Cassandra — Architecture

For the underlying mechanics of LSM-Trees, Merkle Trees, and Bloom Filters, see Storage Engines and Database Algorithms.

Why This Exists

Cassandra is the AP wide-column store for write-heavy workloads at planetary scale — built for applications that must accept writes at any time on any node and cannot tolerate downtime, even during network partitions. It emerged from Amazon’s Dynamo paper (eventually consistent, always-writable key-value store) combined with Google’s Bigtable (column-family data model), designed by Facebook for inbox search and later released as open-source.

What it’s for: Time-series metrics ingestion (millions of writes/second), IoT sensor data, messaging systems, recommendation engines, shopping carts, leaderboards — any workload that is write-heavy, needs to scale horizontally across many nodes, and can tolerate eventual consistency.

AP in CAP — always-writable, eventual consistency

Most databases choose consistency or availability when a partition occurs. Cassandra chooses availability every time. Every node accepts writes at any time — no master to fail over, no replica to promote. A client writes to any node, the node accepts locally and propagates asynchronously to the replicas responsible for that key range.

When you have multiple clients writing to the same key simultaneously on different nodes, Cassandra resolves conflicts with last-write-wins using client-provided timestamps — the highest timestamp wins, and if timestamps are equal, the lexicographically larger value wins. So the “correct” value depends on clock synchronization between clients, not on the application’s intended order.

When someone uses Cassandra for financial transactions and two concurrent requests debit the same account on different nodes, both nodes accept the writes (no locking, no coordination). Both writes carry timestamps from different client machines. The “later” write wins based on which clock was slightly ahead, and the other write is silently discarded. Money disappears. Cassandra offers Paxos-based lightweight transactions for linearizable writes, but they’re slow (4-round-trip Paxos per operation) and limited to a single partition key.

If you’re thinking about CP like HBase: HBase is CP in the CAP theorem — it uses a single master coordinated through ZooKeeper. If the master fails, writes pause until a new master is elected. Cassandra chose AP so the cluster never stops accepting writes, even during node failures — ideal for write-heavy ingestion but unsuitable for strongly consistent workloads without careful consistency management.
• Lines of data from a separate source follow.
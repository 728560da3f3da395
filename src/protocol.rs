use anyhow::Result;
use std::io::{BufRead, Write};

use crate::commands::{self, fetch::FetchRequest, push::PushSpec};
use crate::error::Error;
use crate::git::LocalRepository;
use crate::session::Session;
use crate::storage::RemoteStore;

#[derive(Debug, Clone, Copy, PartialEq, Eq)]
pub enum BatchKind {
    Push,
    Fetch,
}

/// Where the engine is in the command stream.
#[derive(Debug, Clone, Copy, PartialEq, Eq)]
pub enum State {
    AwaitingCommand,
    /// Inside a run of push or fetch commands, closed by a blank line.
    InBatch(BatchKind),
    Terminated,
}

/// How a session ended.
#[derive(Debug, Clone, Copy, PartialEq, Eq)]
pub enum Outcome {
    Clean,
    Failed,
}

/// Line-driven remote helper state machine.
pub struct Engine<'a, L, R> {
    session: Session<'a, L, R>,
    state: State,
    outcome: Outcome,
}

impl<'a, L, R> Engine<'a, L, R>
where
    L: LocalRepository,
    R: RemoteStore,
{
    pub fn new(session: Session<'a, L, R>) -> Self {
        Engine {
            session,
            state: State::AwaitingCommand,
            outcome: Outcome::Clean,
        }
    }

    #[cfg(test)]
    pub fn state(&self) -> State {
        self.state
    }

    /// Consume one input line, write its response and flush.
    ///
    /// Command failures end the session with [`Outcome::Failed`]; only
    /// errors writing the response are returned as `Err`.
    pub fn step<W: Write>(&mut self, line: &str, output: &mut W) -> Result<State> {
        if self.state == State::Terminated {
            return Ok(self.state);
        }

        let line = line.trim_end();
        tracing::debug!("INPUT '{}'", line);
        let parts: Vec<&str> = line.split_whitespace().collect();

        let next = match (self.state, parts.as_slice()) {
            (State::InBatch(kind), []) => {
                tracing::debug!("closing {:?} batch", kind);
                writeln!(output)?;
                State::AwaitingCommand
            }
            (State::AwaitingCommand, []) => State::Terminated,
            (State::AwaitingCommand, ["capabilities"]) => {
                commands::capabilities::handle(output)?;
                State::AwaitingCommand
            }
            (State::AwaitingCommand, ["list"] | ["list", "for-push"]) => {
                commands::list::handle(self.session, output)?;
                State::AwaitingCommand
            }
            (State::AwaitingCommand | State::InBatch(BatchKind::Push), ["push", refspec]) => {
                match PushSpec::parse(refspec) {
                    Ok(spec) => {
                        if commands::push::handle(self.session, output, &spec)? {
                            State::InBatch(BatchKind::Push)
                        } else {
                            self.fail()
                        }
                    }
                    Err(e) => self.protocol_error(e),
                }
            }
            (State::AwaitingCommand | State::InBatch(BatchKind::Fetch), ["fetch", args @ ..]) => {
                match FetchRequest::parse(args) {
                    Ok(request) => match commands::fetch::handle(self.session, &request) {
                        Ok(()) => State::InBatch(BatchKind::Fetch),
                        Err(e) => {
                            tracing::error!("fetch {} failed: {:#}", request.id, e);
                            self.fail()
                        }
                    },
                    Err(e) => self.protocol_error(e),
                }
            }
            _ => self.protocol_error(Error::Protocol(format!(
                "unexpected input '{}' while {:?}",
                line, self.state
            ))),
        };

        output.flush()?;
        self.state = next;
        Ok(next)
    }

    /// Process lines until the session terminates or input runs out.
    pub fn run<B: BufRead, W: Write>(mut self, input: B, output: &mut W) -> Result<Outcome> {
        for line in input.lines() {
            let line = line?;
            if self.step(&line, output)? == State::Terminated {
                break;
            }
        }

        if let State::InBatch(kind) = self.state {
            tracing::warn!("input ended inside an open {:?} batch", kind);
        }
        Ok(self.outcome)
    }

    fn fail(&mut self) -> State {
        self.outcome = Outcome::Failed;
        State::Terminated
    }

    fn protocol_error(&mut self, e: Error) -> State {
        tracing::error!("{}", e);
        self.fail()
    }
}

/// Main protocol handler - reads commands from `input` and answers on `output`
pub fn handle_commands<L, R, B, W>(session: Session<'_, L, R>, input: B, output: &mut W) -> Result<Outcome>
where
    L: LocalRepository,
    R: RemoteStore,
    B: BufRead,
    W: Write,
{
    Engine::new(session).run(input, output)
}
use sha1::{Digest, Sha1};

use super::id::RAW_LEN;
use super::{kind_name, parse_kind, Kind, Object, ObjectId};
use crate::error::{Error, Result};

/// Decode framed object bytes (`"<kind> <length>\0<content>"`) stored under `id`.
///
/// The id is trusted as given; use [`verify`] to check it against the content.
pub fn decode(id: &ObjectId, raw: &[u8]) -> Result<Object> {
    let (kind, content) = split_header(raw)?;
    let dependencies = match kind {
        Kind::Blob => Vec::new(),
        Kind::Tree => tree_dependencies(content)?,
        Kind::Commit => header_dependencies(content, &[b"tree ".as_slice(), b"parent ".as_slice()])?,
        Kind::Tag => header_dependencies(content, &[b"object ".as_slice()])?,
    };

    Ok(Object {
        id: id.clone(),
        kind,
        payload: content.to_vec(),
        dependencies,
    })
}

/// Frame `content` with its object header.
pub fn encode(kind: Kind, content: &[u8]) -> Vec<u8> {
    let mut framed = format!("{} {}\0", kind_name(kind), content.len()).into_bytes();
    framed.extend_from_slice(content);
    framed
}

/// SHA-1 of framed object bytes, which is the object's id.
pub fn hash(raw: &[u8]) -> ObjectId {
    let digest = Sha1::digest(raw);
    ObjectId::from_raw(&digest).unwrap_or_else(|| unreachable!("SHA-1 digest is 20 bytes"))
}

/// Check that framed bytes hash to `id`.
pub fn verify(id: &ObjectId, raw: &[u8]) -> Result<()> {
    let actual = hash(raw);
    if actual != *id {
        return Err(Error::HashMismatch {
            expected: id.to_string(),
            actual: actual.to_string(),
        });
    }
    Ok(())
}

/// Split framed bytes into their kind and content, validating the header.
pub fn split_header(raw: &[u8]) -> Result<(Kind, &[u8])> {
    let nul = raw
        .iter()
        .position(|&b| b == 0)
        .ok_or_else(|| Error::MalformedHeader("no NUL separator".to_string()))?;

    let header = std::str::from_utf8(&raw[..nul])
        .map_err(|_| Error::MalformedHeader("header is not UTF-8".to_string()))?;
    let (kind, length) = header
        .split_once(' ')
        .ok_or_else(|| Error::MalformedHeader(format!("no length in header {header:?}")))?;

    let kind = parse_kind(kind).ok_or_else(|| Error::UnknownKind(kind.to_string()))?;
    let length: usize = length
        .parse()
        .map_err(|_| Error::MalformedHeader(format!("bad length in header {header:?}")))?;

    let content = &raw[nul + 1..];
    if content.len() != length {
        return Err(Error::MalformedHeader(format!(
            "header declares {} bytes, found {}",
            length,
            content.len()
        )));
    }

    Ok((kind, content))
}

/// Each entry is `"<mode> <name>\0"` followed by a 20-byte binary id.
fn tree_dependencies(mut content: &[u8]) -> Result<Vec<ObjectId>> {
    let mut deps = Vec::new();

    while !content.is_empty() {
        let nul = content
            .iter()
            .position(|&b| b == 0)
            .ok_or_else(|| Error::MalformedTree("entry without NUL terminator".to_string()))?;
        if !content[..nul].contains(&b' ') {
            return Err(Error::MalformedTree("entry without mode".to_string()));
        }

        let rest = &content[nul + 1..];
        if rest.len() < RAW_LEN {
            return Err(Error::MalformedTree(format!(
                "entry {} has a truncated id",
                deps.len()
            )));
        }

        let (raw_id, tail) = rest.split_at(RAW_LEN);
        deps.extend(ObjectId::from_raw(raw_id));
        content = tail;
    }

    Ok(deps)
}

/// Scan header lines up to the first blank line, taking the id after each
/// matching prefix.
fn header_dependencies(content: &[u8], prefixes: &[&[u8]]) -> Result<Vec<ObjectId>> {
    let mut deps = Vec::new();

    for line in content.split(|&b| b == b'\n') {
        if line.is_empty() {
            break;
        }
        let Some(value) = prefixes.iter().find_map(|p| line.strip_prefix(*p)) else {
            continue;
        };
        let id = std::str::from_utf8(value)
            .ok()
            .and_then(ObjectId::from_hex)
            .ok_or_else(|| {
                Error::MalformedHeader(format!(
                    "bad id in header line {:?}",
                    String::from_utf8_lossy(line)
                ))
            })?;
        deps.push(id);
    }

    Ok(deps)
}
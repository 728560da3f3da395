mod filesystem;
#[cfg(test)]
mod memory;
mod ref_table;
mod traits;

pub use filesystem::FilesystemStorage;
#[cfg(test)]
pub use memory::MemoryStore;
pub use ref_table::RefTable;
pub use traits::{ObjectStore, RefStore, RemoteStore};
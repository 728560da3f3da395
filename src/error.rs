use std::path::PathBuf;

use thiserror::Error;

/// Errors raised by the helper core.
#[derive(Debug, Error)]
pub enum Error {
    /// Unparseable or unexpected protocol input.
    #[error("protocol error: {0}")]
    Protocol(String),

    /// Object framing is broken (missing NUL, bad length, bad header field).
    #[error("malformed object header: {0}")]
    MalformedHeader(String),

    /// A tree entry is truncated or overruns the payload.
    #[error("malformed tree: {0}")]
    MalformedTree(String),

    /// Header names a kind other than commit, tree, blob or tag.
    #[error("unknown object kind: {0}")]
    UnknownKind(String),

    #[error("object not found: {0}")]
    ObjectNotFound(String),

    /// The dependency graph loops back on itself or is deeper than allowed.
    #[error("cycle detected: {0}")]
    CycleDetected(String),

    #[error("store I/O error on {path:?}: {source}")]
    StoreIo {
        path: PathBuf,
        #[source]
        source: std::io::Error,
    },

    /// Reserved for optimistic concurrency control on refs.
    #[allow(dead_code)]
    #[error("ref conflict on {0}")]
    RefConflict(String),

    /// Content hash does not match the id it was stored under.
    #[error("hash mismatch: expected {expected}, content hashes to {actual}")]
    HashMismatch { expected: String, actual: String },

    /// The host `git` invocation failed.
    #[error("git error: {0}")]
    Git(String),

    #[error("ref table is corrupt: {0}")]
    RefTable(#[from] serde_json::Error),
}

impl Error {
    pub fn store_io(path: impl Into<PathBuf>, source: std::io::Error) -> Self {
        Error::StoreIo {
            path: path.into(),
            source,
        }
    }
}

pub type Result<T> = std::result::Result<T, Error>;
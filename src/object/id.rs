use std::fmt;

use serde::{Deserialize, Serialize};

/// Width of an object id in hex characters (SHA-1).
pub const HEX_LEN: usize = 40;

/// Width of an object id in raw bytes, as it appears inside tree entries.
pub const RAW_LEN: usize = 20;

/// Content hash identifying an object, held as 40 lowercase hex characters.
#[derive(Debug, Clone, PartialEq, Eq, PartialOrd, Ord, Hash, Serialize, Deserialize)]
#[serde(try_from = "String", into = "String")]
pub struct ObjectId(String);

impl ObjectId {
    /// Parse a hex id. Uppercase digits are accepted and normalized.
    pub fn from_hex(s: &str) -> Option<Self> {
        if s.len() != HEX_LEN || !s.bytes().all(|b| b.is_ascii_hexdigit()) {
            return None;
        }
        Some(ObjectId(s.to_ascii_lowercase()))
    }

    /// Build an id from its binary form.
    pub fn from_raw(bytes: &[u8]) -> Option<Self> {
        if bytes.len() != RAW_LEN {
            return None;
        }
        Some(ObjectId(hex::encode(bytes)))
    }

    pub fn as_str(&self) -> &str {
        &self.0
    }

    /// Directory shard and file name used by on-disk object layouts.
    pub fn split_path(&self) -> (&str, &str) {
        self.0.split_at(2)
    }
}

impl fmt::Display for ObjectId {
    fn fmt(&self, f: &mut fmt::Formatter<'_>) -> fmt::Result {
        f.write_str(&self.0)
    }
}

impl TryFrom<String> for ObjectId {
    type Error = String;

    fn try_from(value: String) -> Result<Self, Self::Error> {
        ObjectId::from_hex(&value).ok_or_else(|| format!("invalid object id: {value:?}"))
    }
}

impl From<ObjectId> for String {
    fn from(id: ObjectId) -> Self {
        id.0
    }
}
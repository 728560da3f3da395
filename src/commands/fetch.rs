//! Handle fetch command: copy everything an advertised id needs from the
//! remote store into the local repository.

use std::collections::HashMap;

use anyhow::Result;

use crate::error::{self, Error};
use crate::git::LocalRepository;
use crate::object::{self, ObjectId};
use crate::session::Session;
use crate::storage::RemoteStore;
use crate::walk::reachable;

/// A `fetch <id> <name>` request. The name is informational only.
#[derive(Debug, Clone, PartialEq, Eq)]
pub struct FetchRequest {
    pub id: ObjectId,
    pub name: String,
}

impl FetchRequest {
    /// Parse the arguments following `fetch`.
    pub fn parse(args: &[&str]) -> error::Result<Self> {
        let [id, name] = args else {
            return Err(Error::Protocol(format!(
                "fetch expects <id> <name>, got {:?}",
                args.join(" ")
            )));
        };
        let id = ObjectId::from_hex(id)
            .ok_or_else(|| Error::Protocol(format!("fetch of invalid object id {id:?}")))?;

        Ok(FetchRequest {
            id,
            name: name.to_string(),
        })
    }
}

/// Copy the closure of `request.id` that the local repository lacks.
/// Refs are left alone; the host updates its own refs afterwards.
pub fn fetch<L, R>(session: Session<'_, L, R>, request: &FetchRequest) -> error::Result<Vec<ObjectId>>
where
    L: LocalRepository,
    R: RemoteStore,
{
    let Session {
        local,
        remote,
        config,
    } = session;

    // Dependencies are written before their dependents, so anything the
    // local side already has is complete and can bound the walk.
    let mut framed: HashMap<ObjectId, Vec<u8>> = HashMap::new();
    let ids = reachable(
        &request.id,
        |id| local.has(id),
        |id| {
            let data = remote.get(id)?;
            if config.verify_object_ids {
                object::verify(id, &data)?;
            }
            let object = object::decode(id, &data)?;
            framed.insert(id.clone(), data);
            Ok(object)
        },
        config.max_walk_depth,
    )?;

    for id in &ids {
        let data = framed
            .remove(id)
            .ok_or_else(|| Error::ObjectNotFound(id.to_string()))?;
        local.put(id, &data)?;
        tracing::debug!("fetched {}", id);
    }

    tracing::info!(
        "fetched {} object(s) for {} ({})",
        ids.len(),
        request.name,
        request.id
    );
    Ok(ids)
}

/// Run one fetch. Fetch commands produce no output of their own; the batch
/// is acknowledged as a whole once it closes.
pub fn handle<L, R>(session: Session<'_, L, R>, request: &FetchRequest) -> Result<()>
where
    L: LocalRepository,
    R: RemoteStore,
{
    fetch(session, request)?;
    Ok(())
}
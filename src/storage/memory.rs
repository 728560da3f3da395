use std::cell::{Cell, RefCell};
use std::collections::HashMap;
use std::io;

use super::traits::{ObjectStore, RefStore, RemoteStore};
use super::RefTable;
use crate::error::{Error, Result};
use crate::git::LocalRepository;
use crate::object::{encode, hash, Kind, ObjectId};

/// In-memory store usable as either side of a session.
#[derive(Default)]
pub struct MemoryStore {
    objects: RefCell<HashMap<ObjectId, Vec<u8>>>,
    refs: RefCell<RefTable>,
    writes: Cell<usize>,
    reads: Cell<usize>,
    /// New objects `put` may still store before failing; `None` is unlimited.
    write_budget: Cell<Option<usize>>,
}

impl MemoryStore {
    pub fn new() -> Self {
        Self::default()
    }

    /// Frame, hash and store `content`, returning its id.
    pub fn insert(&self, kind: Kind, content: &[u8]) -> ObjectId {
        let raw = encode(kind, content);
        let id = hash(&raw);
        self.objects.borrow_mut().insert(id.clone(), raw);
        id
    }

    pub fn blob(&self, content: &str) -> ObjectId {
        self.insert(Kind::Blob, content.as_bytes())
    }

    /// Tree from `(mode, name, id)` entries.
    pub fn tree(&self, entries: &[(&str, &str, &ObjectId)]) -> ObjectId {
        let mut content = Vec::new();
        for (mode, name, id) in entries {
            content.extend_from_slice(format!("{mode} {name}\0").as_bytes());
            content.extend_from_slice(&hex::decode(id.as_str()).unwrap());
        }
        self.insert(Kind::Tree, &content)
    }

    pub fn commit(&self, tree: &ObjectId, parents: &[&ObjectId], message: &str) -> ObjectId {
        let mut text = format!("tree {tree}\n");
        for parent in parents {
            text.push_str(&format!("parent {parent}\n"));
        }
        text.push_str("author A U Thor <author@example.com> 1700000000 +0000\n");
        text.push_str("committer A U Thor <author@example.com> 1700000000 +0000\n");
        text.push_str(&format!("\n{message}\n"));
        self.insert(Kind::Commit, text.as_bytes())
    }

    /// Store bytes under an arbitrary id, bypassing hashing.
    pub fn insert_raw(&self, id: &ObjectId, raw: Vec<u8>) {
        self.objects.borrow_mut().insert(id.clone(), raw);
    }

    /// Number of `put` calls that actually stored new bytes.
    pub fn writes(&self) -> usize {
        self.writes.get()
    }

    /// Number of `get` calls so far.
    pub fn reads(&self) -> usize {
        self.reads.get()
    }

    /// Make `put` fail once `budget` more new objects were stored.
    pub fn limit_writes(&self, budget: Option<usize>) {
        self.write_budget.set(budget);
    }

    pub fn len(&self) -> usize {
        self.objects.borrow().len()
    }
}

impl ObjectStore for MemoryStore {
    fn get(&self, id: &ObjectId) -> Result<Vec<u8>> {
        self.reads.set(self.reads.get() + 1);
        self.objects
            .borrow()
            .get(id)
            .cloned()
            .ok_or_else(|| Error::ObjectNotFound(id.to_string()))
    }

    fn put(&self, id: &ObjectId, data: &[u8]) -> Result<()> {
        let mut objects = self.objects.borrow_mut();
        if !objects.contains_key(id) {
            match self.write_budget.get() {
                Some(0) => {
                    return Err(Error::store_io(
                        format!("memory/{id}"),
                        io::Error::other("write budget exhausted"),
                    ));
                }
                Some(left) => self.write_budget.set(Some(left - 1)),
                None => {}
            }
            objects.insert(id.clone(), data.to_vec());
            self.writes.set(self.writes.get() + 1);
        }
        Ok(())
    }

    fn has(&self, id: &ObjectId) -> Result<bool> {
        Ok(self.objects.borrow().contains_key(id))
    }
}

impl RefStore for MemoryStore {
    fn get_refs(&self) -> Result<RefTable> {
        Ok(self.refs.borrow().clone())
    }

    fn update_refs<F>(&self, update_fn: F) -> Result<()>
    where
        F: FnOnce(&mut RefTable) -> Result<()>,
    {
        let mut refs = self.refs.borrow().clone();
        update_fn(&mut refs)?;
        *self.refs.borrow_mut() = refs;
        Ok(())
    }
}

impl RemoteStore for MemoryStore {
    fn initialize(&self) -> Result<()> {
        Ok(())
    }
}

impl LocalRepository for MemoryStore {
    fn resolve(&self, refname: &str) -> Result<ObjectId> {
        self.refs
            .borrow()
            .get(refname)
            .cloned()
            .ok_or_else(|| Error::Git(format!("unknown revision {refname}")))
    }
}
LSM-Tree for linear write scaling

Traditional B-Tree databases write data in-place — updating a row modifies the page where it lives, requiring random I/O. Cassandra uses an LSM-Tree (Log-Structured Merge-Tree). Instead of modifying pages in place, it buffers writes in memory inside a structure called a MemTable — a sorted buffer that accumulates new data. When the MemTable fills, it flushes to disk as an SSTable (Sorted String Table) — a read-only file that never changes after creation, so all writes are sequential appends. Over time, many SSTables accumulate for the same rows, so a background process called compaction reads and merges them, combining updates and discarding tombstones (deletion markers).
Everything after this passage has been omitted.